= Abdolreza Ghanbari =

Iranian convicted for waging war against God

Abdolreza Ghanbari (born c. 1968) is an Iranian university lecturer convicted of Moharebeh (waging war against God). Initially condemend to death, his sentence was commuted to a 15 year sentence in 2013.

Ghanbari is lecturer at Payam e Nour University, and married father of two. In 2007, he was detained for 120 days and sentenced to a six-month suspension from teaching and exiled from Sari to Pakdasht. He was arrested at his home in Pakdasht (southwest of the capital of Tehran) on January 4, 2010, in the wake of Ashura (December 27, 2009) protest against the election of President Ahmadinejad. He was held at Evin Prison, and confessed under duress to charges. He was sentenced to death by Judge Salavati in branch 15 of the Islamic Revolutionary Court on the charge of “Moharebeh through ties with hostile groups [against] the regime”. Possession of suspicious e-mails and contact with one of the TV stations outside Iran were cited as reasons [to justify] the charges.

His death sentence was confirmed by Tehran's Appeal Court, Branch 36 in April 2010. His death sentence was commuted to imprisonment in September 2010 but this seems to have been overturned and a request for pardon of the death sentence was rejected on February 28, 2012, by the Commission of Justice in Tehran, clearing the way for authorities to proceed with his execution. Complicating his situation is the fact that his lawyer Nasrin Sotoudeh was herself condemned to a six-year sentence in Evin prison for "propaganda against the regime" and "acting against national security". In June 2023, the Tehran Revolutionary Court commuted Ghanbari's sentence to 15 years in prison and internal exile to Borazjan in southern Iran.
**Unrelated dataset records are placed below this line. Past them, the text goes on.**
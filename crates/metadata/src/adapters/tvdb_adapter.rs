//! TheTVDB lookup provider adapter

use std::sync::Arc;

use async_trait::async_trait;
use tvdb::TvdbClient;

use crate::{Details, LookupProvider, ProviderError, ProviderId, SearchHit};

/// TheTVDB lookup provider.
///
/// Only id-based lookups are supported; the engine reaches TVDB ids through
/// TMDB's external id mapping.
pub struct TvdbProvider {
    client: Arc<TvdbClient>,
}

impl TvdbProvider {
    pub fn new(client: Arc<TvdbClient>) -> Self {
        Self { client }
    }
}

#[async_trait]
impl LookupProvider for TvdbProvider {
    async fn search_by_title(
        &self,
        _title: &str,
        _language: &str,
    ) -> Result<Vec<SearchHit>, ProviderError> {
        Ok(vec![])
    }

    async fn get_details(
        &self,
        id: ProviderId,
        language: &str,
    ) -> Result<Option<Details>, ProviderError> {
        match self.client.get_series_translation(id.id, language).await {
            Ok(translation) => Ok(Some(Details {
                title: translation.name.filter(|s| !s.trim().is_empty()),
                overview: translation.overview.filter(|s| !s.trim().is_empty()),
                original_title: None,
                original_overview: None,
            })),
            Err(e) if e.is_not_found() => Ok(None),
            Err(e) => Err(e.into()),
        }
    }

    async fn get_series(&self, id: i64) -> Result<Option<Details>, ProviderError> {
        match self.client.get_series(id).await {
            Ok(series) => Ok(Some(Details {
                title: None,
                overview: None,
                original_title: Some(series.name).filter(|s| !s.trim().is_empty()),
                original_overview: series.overview.filter(|s| !s.trim().is_empty()),
            })),
            Err(e) if e.is_not_found() => Ok(None),
            Err(e) => Err(e.into()),
        }
    }

    fn name(&self) -> &'static str {
        "tvdb"
    }
}
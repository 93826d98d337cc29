//! Size-bounded snapshot persistence.
//!
//! A snapshot keeps the current generation and the one it replaced. When the
//! serialized document would exceed the store ceiling, the previous
//! generation's items are dropped (its metadata stays); the current generation
//! is never truncated.

use std::sync::Arc;

use chrono::{DateTime, Utc};
use serde::{Deserialize, Serialize};

use crate::error::SnapshotError;
use crate::models::Item;
use crate::store::BlobStore;

/// Default per-document ceiling, 1 MiB
pub const DEFAULT_MAX_DOCUMENT_BYTES: usize = 1024 * 1024;

#[derive(Debug, Clone, Default, PartialEq, Serialize, Deserialize)]
pub struct GenerationMeta {
    pub count: usize,
    pub description: String,
    /// Set when the items were dropped to fit the size ceiling
    #[serde(default, skip_serializing_if = "std::ops::Not::not")]
    pub items_dropped: bool,
}

#[derive(Debug, Clone, PartialEq, Serialize, Deserialize)]
pub struct Generation {
    pub items: Vec<Item>,
    /// UTC date, `YYYY-MM-DD`
    pub date: String,
    pub generated_at: DateTime<Utc>,
    pub meta: GenerationMeta,
}

impl Generation {
    pub fn new(items: Vec<Item>, generated_at: DateTime<Utc>, description: impl Into<String>) -> Self {
        let meta = GenerationMeta {
            count: items.len(),
            description: description.into(),
            items_dropped: false,
        };
        Self {
            items,
            date: generated_at.format("%Y-%m-%d").to_string(),
            generated_at,
            meta,
        }
    }

    fn drop_items(&mut self) {
        self.items.clear();
        self.meta.items_dropped = true;
    }
}

#[derive(Debug, Clone, PartialEq, Serialize, Deserialize)]
pub struct Snapshot {
    pub current: Generation,
    #[serde(default, skip_serializing_if = "Option::is_none")]
    pub previous: Option<Generation>,
}

impl Snapshot {
    pub fn first(current: Generation) -> Self {
        Self {
            current,
            previous: None,
        }
    }

    /// `next` becomes current; the current generation becomes previous.
    pub fn advance(self, next: Generation) -> Self {
        Self {
            current: next,
            previous: Some(self.current),
        }
    }

    /// Items of the previous generation, empty if none or dropped.
    pub fn previous_items(&self) -> &[Item] {
        self.previous
            .as_ref()
            .map(|generation| generation.items.as_slice())
            .unwrap_or_default()
    }
}

pub struct SnapshotStore {
    store: Arc<dyn BlobStore>,
    max_bytes: usize,
}

impl SnapshotStore {
    pub fn new(store: Arc<dyn BlobStore>, max_bytes: usize) -> Self {
        Self { store, max_bytes }
    }

    /// `Ok(None)` on first run. Transport errors and unreadable documents propagate.
    pub async fn load(&self, key: &str) -> Result<Option<Snapshot>, SnapshotError> {
        let Some(bytes) = self.store.read(key).await? else {
            tracing::debug!("No snapshot stored under {}", key);
            return Ok(None);
        };

        if bytes.len() > self.max_bytes {
            return Err(SnapshotError::TooLarge {
                size: bytes.len(),
                limit: self.max_bytes,
            });
        }

        let snapshot: Snapshot = serde_json::from_slice(&bytes)?;
        Ok(Some(snapshot))
    }

    /// Persist `snapshot`, returning what was actually written.
    pub async fn save(&self, key: &str, mut snapshot: Snapshot) -> Result<Snapshot, SnapshotError> {
        let mut bytes = serde_json::to_vec(&snapshot)?;

        if bytes.len() > self.max_bytes {
            let Some(previous) = snapshot.previous.as_mut().filter(|p| !p.items.is_empty()) else {
                return Err(self.too_large(key, bytes.len()));
            };

            tracing::warn!(
                "Snapshot {} is {} bytes (limit {}), dropping {} previous items",
                key,
                bytes.len(),
                self.max_bytes,
                previous.items.len()
            );
            previous.drop_items();
            bytes = serde_json::to_vec(&snapshot)?;

            if bytes.len() > self.max_bytes {
                return Err(self.too_large(key, bytes.len()));
            }
        }

        self.store.write(key, Some(bytes)).await?;
        tracing::info!(
            "Saved snapshot {} ({} items)",
            key,
            snapshot.current.meta.count
        );
        Ok(snapshot)
    }

    fn too_large(&self, key: &str, size: usize) -> SnapshotError {
        tracing::error!(
            "Snapshot {} is {} bytes, over the {} byte limit",
            key,
            size,
            self.max_bytes
        );
        SnapshotError::TooLarge {
            size,
            limit: self.max_bytes,
        }
    }
}
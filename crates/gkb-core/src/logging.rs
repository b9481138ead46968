use tracing_subscriber::{fmt, EnvFilter};

use crate::Result;

/// Initialize logging/tracing for the bot.
///
/// Default: info for our crates, warn for everything else. Can be overridden
/// with `RUST_LOG`.
pub fn init(service_name: &str) -> Result<()> {
    let filter = EnvFilter::try_from_default_env().unwrap_or_else(|_| {
        EnvFilter::new(format!("warn,gkb=info,gkb_core=info,{service_name}=info"))
    });

    fmt()
        .with_env_filter(filter)
        .with_target(false)
        .with_ansi(true)
        .init();

    Ok(())
}
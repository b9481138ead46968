use teloxide::types::Message;

use gkb_core::{
    dialogue::InboundText,
    domain::{ChatId, MessageId},
};

use crate::router::AppState;

pub async fn handle_text(msg: &Message, state: &AppState) -> gkb_core::Result<()> {
    let Some(text) = msg.text() else {
        return Ok(());
    };

    let ev = InboundText {
        chat_id: ChatId(msg.chat.id.0),
        text: text.to_string(),
        reply_to: msg.reply_to_message().map(|m| MessageId(m.id.0)),
    };
    state.engine.handle_text(ev).await
}
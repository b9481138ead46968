//! Parsing of structured multi-line admin replies.
//!
//! Fields are positional, one per line, optionally prefixed with the numbered
//! template the bot asked for (`1) `, `2) `, ...). Parse failures are
//! `Error::Validation` and the caller answers with a format-error message
//! without re-arming the continuation.

use std::sync::OnceLock;

use regex::Regex;

use crate::{
    catalog::{Lesson, Merch},
    domain::LessonNumber,
    errors::Error,
    Result,
};

fn field_prefix() -> &'static Regex {
    static RE: OnceLock<Regex> = OnceLock::new();
    RE.get_or_init(|| Regex::new(r"^\d+\)\s*").expect("static regex"))
}

/// Split a reply into positional fields, stripping numeric prefixes.
pub fn split_fields(text: &str) -> Vec<String> {
    text.lines()
        .map(|line| field_prefix().replace(line, "").trim().to_string())
        .collect()
}

/// Parse the 5-field lesson form:
/// playlist / lesson number / video URL / description / has sub-lessons (да/нет).
pub fn parse_lesson_form(text: &str, image_path: &str) -> Result<Lesson> {
    let fields = split_fields(text);
    if fields.len() < 5 {
        return Err(Error::Validation(format!(
            "expected 5 lesson fields, got {}",
            fields.len()
        )));
    }

    let lesson_number = fields[1]
        .parse::<i64>()
        .map_err(|_| Error::Validation(format!("invalid lesson number: {:?}", fields[1])))?;

    Ok(Lesson {
        playlist: fields[0].clone(),
        lesson_number: LessonNumber(lesson_number),
        video_url: fields[2].clone(),
        description: fields[3].clone(),
        image_path: Some(image_path.to_string()),
        has_sub_lessons: fields[4].to_lowercase() == "да",
        sub_lessons: Vec::new(),
    })
}

/// Parse the 3-field merch form: name / price / description.
pub fn parse_merch_form(text: &str, images: Vec<String>) -> Result<Merch> {
    let fields = split_fields(text);
    if fields.len() < 3 {
        return Err(Error::Validation(format!(
            "expected 3 merch fields, got {}",
            fields.len()
        )));
    }

    let price = fields[1]
        .parse::<f64>()
        .map_err(|_| Error::Validation(format!("invalid price: {:?}", fields[1])))?;

    Ok(Merch {
        name: fields[0].clone(),
        price,
        description: fields[2].clone(),
        images,
    })
}
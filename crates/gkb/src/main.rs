use std::sync::Arc;

use gkb_core::{
    config::Config,
    ports::{CatalogStore, CredentialStore, SessionStore},
};
use gkb_mongo::{MongoCatalogStore, MongoCredentialStore, MongoSessionStore};

#[tokio::main]
async fn main() -> Result<(), gkb_core::Error> {
    gkb_core::logging::init("gkb")?;

    let cfg = Arc::new(Config::load()?);

    let db = gkb_mongo::connect(&cfg.mongodb_uri, &cfg.mongodb_database).await?;
    tracing::info!(database = %cfg.mongodb_database, "connected to MongoDB");

    let sessions: Arc<dyn SessionStore> = Arc::new(MongoSessionStore::new(&db));
    let catalog: Arc<dyn CatalogStore> = Arc::new(MongoCatalogStore::new(&db));
    let credentials: Arc<dyn CredentialStore> = Arc::new(MongoCredentialStore::new(&db));

    gkb_telegram::router::run_polling(cfg, sessions, catalog, credentials)
        .await
        .map_err(|e| gkb_core::Error::Transport(format!("telegram bot failed: {e}")))?;

    Ok(())
}
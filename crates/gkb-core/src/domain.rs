use std::fmt;

use serde::{Deserialize, Serialize};

/// Telegram chat id (numeric). Primary key for session state.
#[derive(
    Clone, Copy, Debug, PartialEq, Eq, Hash, PartialOrd, Ord, Serialize, Deserialize,
)]
pub struct ChatId(pub i64);

/// Telegram message id (numeric).
#[derive(
    Clone, Copy, Debug, PartialEq, Eq, Hash, PartialOrd, Ord, Serialize, Deserialize,
)]
pub struct MessageId(pub i32);

/// Guide identifier as typed by users, e.g. `guide1`. The whole token is the
/// id; the matching PDF lives at `<guides_dir>/<id>.pdf`.
#[derive(Clone, Debug, PartialEq, Eq, Hash, PartialOrd, Ord, Serialize, Deserialize)]
pub struct GuideId(pub String);

/// Lesson number, the stable catalog key for lessons.
#[derive(
    Clone, Copy, Debug, PartialEq, Eq, Hash, PartialOrd, Ord, Serialize, Deserialize,
)]
pub struct LessonNumber(pub i64);

/// A password-gated resource: one secret per resource, settable by admins.
#[derive(Clone, Debug, PartialEq, Eq, Hash)]
pub enum ResourceRef {
    Guide(GuideId),
    Lesson(LessonNumber),
}

impl ResourceRef {
    pub fn kind(&self) -> &'static str {
        match self {
            ResourceRef::Guide(_) => "guide",
            ResourceRef::Lesson(_) => "lesson",
        }
    }

    /// Storage key for the resource within its kind.
    pub fn id_string(&self) -> String {
        match self {
            ResourceRef::Guide(g) => g.0.clone(),
            ResourceRef::Lesson(n) => n.0.to_string(),
        }
    }
}

/// Shared (non-resource) credential sets.
#[derive(Clone, Copy, Debug, PartialEq, Eq, Hash)]
pub enum SharedKind {
    /// Grants regular authenticated status.
    Global,
    /// Grants admin status.
    Admin,
}

impl SharedKind {
    pub fn as_str(self) -> &'static str {
        match self {
            SharedKind::Global => "global",
            SharedKind::Admin => "admin",
        }
    }
}

impl fmt::Display for GuideId {
    fn fmt(&self, f: &mut fmt::Formatter<'_>) -> fmt::Result {
        f.write_str(&self.0)
    }
}

impl fmt::Display for LessonNumber {
    fn fmt(&self, f: &mut fmt::Formatter<'_>) -> fmt::Result {
        write!(f, "{}", self.0)
    }
}
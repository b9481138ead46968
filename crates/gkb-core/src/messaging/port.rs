use std::path::Path;

use async_trait::async_trait;

use crate::{
    domain::{ChatId, MessageId},
    messaging::types::{InlineKeyboard, Keyboard, MediaPhoto},
    Result,
};

/// Outbound transport port.
///
/// Telegram is the first implementation; the dialogue engine only ever talks
/// to this trait so its state machine can be tested against a fake.
#[async_trait]
pub trait MessagingPort: Send + Sync {
    async fn send_text(&self, chat_id: ChatId, text: &str, keyboard: Keyboard)
        -> Result<MessageId>;

    async fn send_photo(
        &self,
        chat_id: ChatId,
        path: &Path,
        caption: Option<&str>,
        buttons: Option<InlineKeyboard>,
    ) -> Result<MessageId>;

    async fn send_document(
        &self,
        chat_id: ChatId,
        path: &Path,
        caption: Option<&str>,
    ) -> Result<MessageId>;

    async fn send_media_group(
        &self,
        chat_id: ChatId,
        photos: &[MediaPhoto],
    ) -> Result<Vec<MessageId>>;

    async fn delete_message(&self, chat_id: ChatId, message_id: MessageId) -> Result<()>;

    async fn answer_callback(&self, callback_id: &str, text: Option<&str>) -> Result<()>;
}
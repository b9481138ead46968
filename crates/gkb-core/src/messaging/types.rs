use serde::{Deserialize, Serialize};

/// Keyboard attached to an outbound text message.
#[derive(Clone, Debug, PartialEq, Eq)]
pub enum Keyboard {
    None,
    Reply(ReplyKeyboard),
    /// Force the client into reply mode so the next message references ours.
    ForceReply,
    Inline(InlineKeyboard),
}

/// Reply keyboard (persistent button rows under the input field).
#[derive(Clone, Debug, PartialEq, Eq)]
pub struct ReplyKeyboard {
    pub rows: Vec<Vec<String>>,
    pub one_time: bool,
    pub resize: bool,
}

impl ReplyKeyboard {
    /// One button per row, the layout every menu in this bot uses.
    pub fn single_column(labels: &[&str]) -> Self {
        Self {
            rows: labels.iter().map(|l| vec![l.to_string()]).collect(),
            one_time: true,
            resize: true,
        }
    }

    /// All buttons on one row.
    pub fn single_row(labels: &[&str]) -> Self {
        Self {
            rows: vec![labels.iter().map(|l| l.to_string()).collect()],
            one_time: true,
            resize: true,
        }
    }
}

/// Inline keyboard (buttons attached to a message), one button per row.
#[derive(Clone, Debug, PartialEq, Eq)]
pub struct InlineKeyboard {
    pub buttons: Vec<InlineButton>,
}

#[derive(Clone, Debug, PartialEq, Eq)]
pub struct InlineButton {
    pub label: String,
    pub callback_data: String,
}

/// One photo of a media-group send.
#[derive(Clone, Debug, PartialEq, Eq)]
pub struct MediaPhoto {
    pub path: String,
    pub caption: Option<String>,
}

/// Inline-button payload, serialized as JSON into `callback_data`.
#[derive(Clone, Debug, PartialEq, Serialize, Deserialize)]
#[serde(untagged)]
pub enum CallbackPayload {
    /// Open a sub-lesson of a lesson.
    SubLesson { lesson: i64, sub: i64 },
    /// Order stub for a merch listing.
    Order { order: String },
}

impl CallbackPayload {
    pub fn encode(&self) -> String {
        // Both variants are flat structs of scalars; serialization cannot fail.
        serde_json::to_string(self).unwrap_or_default()
    }

    pub fn decode(data: &str) -> Option<Self> {
        serde_json::from_str(data).ok()
    }
}

#[cfg(test)]
mod tests {
    use super::*;

    #[test]
    fn callback_payload_round_trips_both_variants() {
        let sub = CallbackPayload::SubLesson { lesson: 4, sub: 2 };
        assert_eq!(CallbackPayload::decode(&sub.encode()), Some(sub));

        let order = CallbackPayload::Order {
            order: "Футболка".to_string(),
        };
        assert_eq!(CallbackPayload::decode(&order.encode()), Some(order));

        assert_eq!(CallbackPayload::decode("not json"), None);
    }
}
Abdolreza Ghanbari's wife and mother of two, Sakineh Habibi, is fighting his conviction and sentence and is quoted as saying:

The fate of my husband is not important to anybody, because he is not a member of any political party or organization. He is on death row and no individual, political, or cultural institution is following up on his case, and no action is being taken to stop his death sentence.

Even though nobody replies to our inquiries, I have no choice but to keep my hope alive and try to save the life of my husband and loving father for the sake of my children; for the sake of my ten year old daughter. I request from everyone to not allow a cultural activist and an unknown teacher be executed for the crime of being alone and not having anyone [of influence around].